Problem to work on:
Each line that includes the word "field" should be copied from the records.

Provided information:
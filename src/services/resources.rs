use super::*;
use crate::models::*;

impl Tracker {
    pub fn create_resource(&self, input: CreateResourceInput) -> ServiceResult<Resource> {
        require_text("name", &input.name)?;
        check_date("created_at", input.created_at.as_deref())?;

        let resource = self.db.create_resource(input)?;
        tracing::info!(id = resource.id, name = %resource.name, "Created resource");
        Ok(resource)
    }

    pub fn list_resources(&self) -> ServiceResult<Vec<Resource>> {
        Ok(self.db.get_all_resources()?)
    }

    pub fn list_active_resources(&self) -> ServiceResult<Vec<Resource>> {
        Ok(self.db.get_active_resources()?)
    }

    pub fn get_resource(&self, id: i64) -> ServiceResult<Resource> {
        self.db
            .get_resource(id)?
            .ok_or_else(|| not_found("Resource", id))
    }

    pub fn update_resource(&self, id: i64, input: UpdateResourceInput) -> ServiceResult<Resource> {
        require_text_if_set("name", input.name.as_deref())?;

        self.db
            .update_resource(id, input)?
            .ok_or_else(|| not_found("Resource", id))
    }

    pub fn delete_resource(&self, id: i64) -> ServiceResult<()> {
        if !self.db.delete_resource(id)? {
            return Err(not_found("Resource", id));
        }
        tracing::info!(id, "Deleted resource");
        Ok(())
    }
}
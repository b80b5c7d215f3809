//! Layered configuration loaded with figment.
//!
//! Sources, lowest to highest priority:
//! 1. Built-in defaults
//! 2. `taskmanager.toml` in the working directory
//! 3. `taskmanager.local.toml` in the working directory
//! 4. Environment variables (`TASKMANAGER_*`, `__` separates nested sections)
//! 5. An explicit `--config <path>` file
//!
//! `TASKMANAGER_AI__API_KEY` maps to `ai.api_key`.

use std::path::{Path, PathBuf};

use figment::{
    providers::{Env, Format, Serialized, Toml},
    Figment,
};
use serde::{Deserialize, Serialize};
use thiserror::Error;

pub const ENV_PREFIX: &str = "TASKMANAGER_";

#[derive(Debug, Error)]
pub enum ConfigError {
    #[error("Configuration error: {0}")]
    Figment(#[from] figment::Error),

    #[error("Config file not found: {}", .0.display())]
    MissingFile(PathBuf),

    #[error("Invalid configuration value for '{field}': {reason}")]
    InvalidValue { field: String, reason: String },
}

#[derive(Debug, Clone, PartialEq, Serialize, Deserialize)]
pub struct AppConfig {
    pub database_path: PathBuf,
    /// Length in days of the completed-task window.
    pub previous_days_for_report: u32,
    pub log_file_path: PathBuf,
    pub reports_dir: PathBuf,
    pub suggestions_dir: PathBuf,
    #[serde(default)]
    pub ai: AiConfig,
}

#[derive(Debug, Clone, PartialEq, Serialize, Deserialize)]
pub struct AiConfig {
    pub api_key: String,
    pub api_url: String,
    pub model: String,
    pub temperature: f64,
    pub max_completion_tokens: u32,
    pub top_p: f64,
}

impl Default for AppConfig {
    fn default() -> Self {
        Self {
            database_path: default_database_path(),
            previous_days_for_report: 3,
            log_file_path: PathBuf::from("taskmanager.log"),
            reports_dir: PathBuf::from("."),
            suggestions_dir: PathBuf::from("."),
            ai: AiConfig::default(),
        }
    }
}

impl Default for AiConfig {
    fn default() -> Self {
        Self {
            api_key: String::new(),
            api_url: "https://api.groq.com/openai/v1/chat/completions".to_string(),
            model: "openai/gpt-oss-120b".to_string(),
            temperature: 1.0,
            max_completion_tokens: 8192,
            top_p: 1.0,
        }
    }
}

impl AiConfig {
    pub fn is_configured(&self) -> bool {
        !self.api_key.trim().is_empty()
    }
}

impl AppConfig {
    /// Load from defaults, the working-directory TOML files, and the environment.
    pub fn load() -> Result<Self, ConfigError> {
        Self::load_with(None)
    }

    /// Same as [`AppConfig::load`], with `extra` merged on top of everything.
    pub fn load_with(extra: Option<&Path>) -> Result<Self, ConfigError> {
        let mut figment = Self::figment();

        if let Some(path) = extra {
            if !path.exists() {
                return Err(ConfigError::MissingFile(path.to_path_buf()));
            }
            figment = figment.merge(Toml::file(path));
        }

        let config: Self = figment.extract()?;
        config.validate()?;
        Ok(config)
    }

    pub fn figment() -> Figment {
        let mut figment = Figment::from(Serialized::defaults(Self::default()));

        for file in ["taskmanager.toml", "taskmanager.local.toml"] {
            let path = PathBuf::from(file);
            if path.exists() {
                figment = figment.merge(Toml::file(path));
            }
        }

        figment.merge(Env::prefixed(ENV_PREFIX).split("__"))
    }

    fn validate(&self) -> Result<(), ConfigError> {
        if self.previous_days_for_report == 0 {
            return Err(ConfigError::InvalidValue {
                field: "previous_days_for_report".to_string(),
                reason: "must be at least 1".to_string(),
            });
        }
        if self.database_path.as_os_str().is_empty() {
            return Err(ConfigError::InvalidValue {
                field: "database_path".to_string(),
                reason: "must not be empty".to_string(),
            });
        }
        Ok(())
    }
}

fn default_database_path() -> PathBuf {
    directories::ProjectDirs::from("", "", "daily-tracker")
        .map(|dirs| dirs.data_dir().join("taskmanager.db"))
        .unwrap_or_else(|| PathBuf::from("taskmanager.db"))
}
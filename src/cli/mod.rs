//! Command-line interface.
//!
//! | Group | Verbs |
//! |-------|-------|
//! | `project`, `resource`, `task` | `create`, `list`, `update` |
//! | `resource-project`, `resource-task` | assignment `create`, `list`, `update` |
//! | `daily-task`, `impediment` | stand-up `create`, `list`, `update` |
//! | `report` | `generate` |
//! | `suggest` | AI suggestions, `--save` to keep them |
//!
//! Flags that take a boolean accept `0`/`1` as well as `true`/`false`.

mod assignment;
mod daily;
mod project;
mod report;
mod resource;
mod task;

use std::collections::HashMap;
use std::path::PathBuf;

use anyhow::Result;
use clap::{Parser, Subcommand};

use crate::config::AppConfig;
use crate::services::Tracker;

pub use assignment::{ResourceProjectCommands, ResourceTaskCommands};
pub use daily::{DailyTaskCommands, ImpedimentCommands};
pub use project::ProjectCommands;
pub use report::ReportCommands;
pub use resource::ResourceCommands;
pub use task::TaskCommands;

#[derive(Parser)]
#[command(name = "dtrack")]
#[command(about = "Track projects, tasks and stand-ups; generate daily Markdown reports")]
#[command(version)]
pub struct Cli {
    /// Extra TOML config file, applied over every other source
    #[arg(long, global = true)]
    pub config: Option<PathBuf>,

    #[command(subcommand)]
    pub command: Commands,
}

#[derive(Subcommand)]
pub enum Commands {
    /// Manage projects
    #[command(subcommand)]
    Project(ProjectCommands),

    /// Manage resources (team members)
    #[command(subcommand)]
    Resource(ResourceCommands),

    /// Assign resources to projects
    #[command(subcommand)]
    ResourceProject(ResourceProjectCommands),

    /// Manage project tasks
    #[command(subcommand)]
    Task(TaskCommands),

    /// Assign resources to tasks
    #[command(subcommand)]
    ResourceTask(ResourceTaskCommands),

    /// Manage stand-up tasks
    #[command(subcommand)]
    DailyTask(DailyTaskCommands),

    /// Manage stand-up impediments
    #[command(subcommand)]
    Impediment(ImpedimentCommands),

    /// Daily reports
    #[command(subcommand)]
    Report(ReportCommands),

    /// Ask an AI model for management suggestions on open work
    Suggest {
        /// Also write the answer to a timestamped Markdown file
        #[arg(long)]
        save: bool,
    },
}

impl Commands {
    /// Short name used in log events.
    pub fn name(&self) -> &'static str {
        match self {
            Commands::Project(_) => "project",
            Commands::Resource(_) => "resource",
            Commands::ResourceProject(_) => "resource-project",
            Commands::Task(_) => "task",
            Commands::ResourceTask(_) => "resource-task",
            Commands::DailyTask(_) => "daily-task",
            Commands::Impediment(_) => "impediment",
            Commands::Report(_) => "report",
            Commands::Suggest { .. } => "suggest",
        }
    }
}

/// Everything a command needs once startup is done.
pub struct Context {
    pub tracker: Tracker,
    pub config: AppConfig,
}

pub async fn run(command: Commands, ctx: &Context) -> Result<()> {
    match command {
        Commands::Project(cmd) => project::run(cmd, ctx),
        Commands::Resource(cmd) => resource::run(cmd, ctx),
        Commands::ResourceProject(cmd) => assignment::run_project(cmd, ctx),
        Commands::Task(cmd) => task::run(cmd, ctx),
        Commands::ResourceTask(cmd) => assignment::run_task(cmd, ctx),
        Commands::DailyTask(cmd) => daily::run_tasks(cmd, ctx),
        Commands::Impediment(cmd) => daily::run_impediments(cmd, ctx),
        Commands::Report(cmd) => report::run(cmd, ctx),
        Commands::Suggest { save } => report::suggest(ctx, save).await,
    }
}

/// Parse `0`/`1`/`true`/`false` for flag arguments.
fn parse_flag(raw: &str) -> Result<bool, String> {
    match raw.trim().to_ascii_lowercase().as_str() {
        "1" | "true" => Ok(true),
        "0" | "false" => Ok(false),
        other => Err(format!("expected 0 or 1, got '{}'", other)),
    }
}

/// id → display name, built once per listing.
struct Names(HashMap<i64, String>);

impl Names {
    fn projects(tracker: &Tracker) -> Result<Self> {
        Ok(Self(
            tracker
                .list_projects()?
                .into_iter()
                .map(|p| (p.id, p.name))
                .collect(),
        ))
    }

    fn resources(tracker: &Tracker) -> Result<Self> {
        Ok(Self(
            tracker
                .list_resources()?
                .into_iter()
                .map(|r| (r.id, r.name))
                .collect(),
        ))
    }

    fn tasks(tracker: &Tracker) -> Result<Self> {
        Ok(Self(
            tracker
                .list_tasks(&Default::default())?
                .into_iter()
                .map(|t| (t.id, t.title))
                .collect(),
        ))
    }

    fn get(&self, id: i64) -> String {
        self.0
            .get(&id)
            .cloned()
            .unwrap_or_else(|| format!("#{}", id))
    }
}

Output of the exercise:
    #[error("Invalid configuration value for '{field}': {reason}")]
    InvalidValue { field: String, reason: String },
                field: "previous_days_for_report".to_string(),
                field: "database_path".to_string(),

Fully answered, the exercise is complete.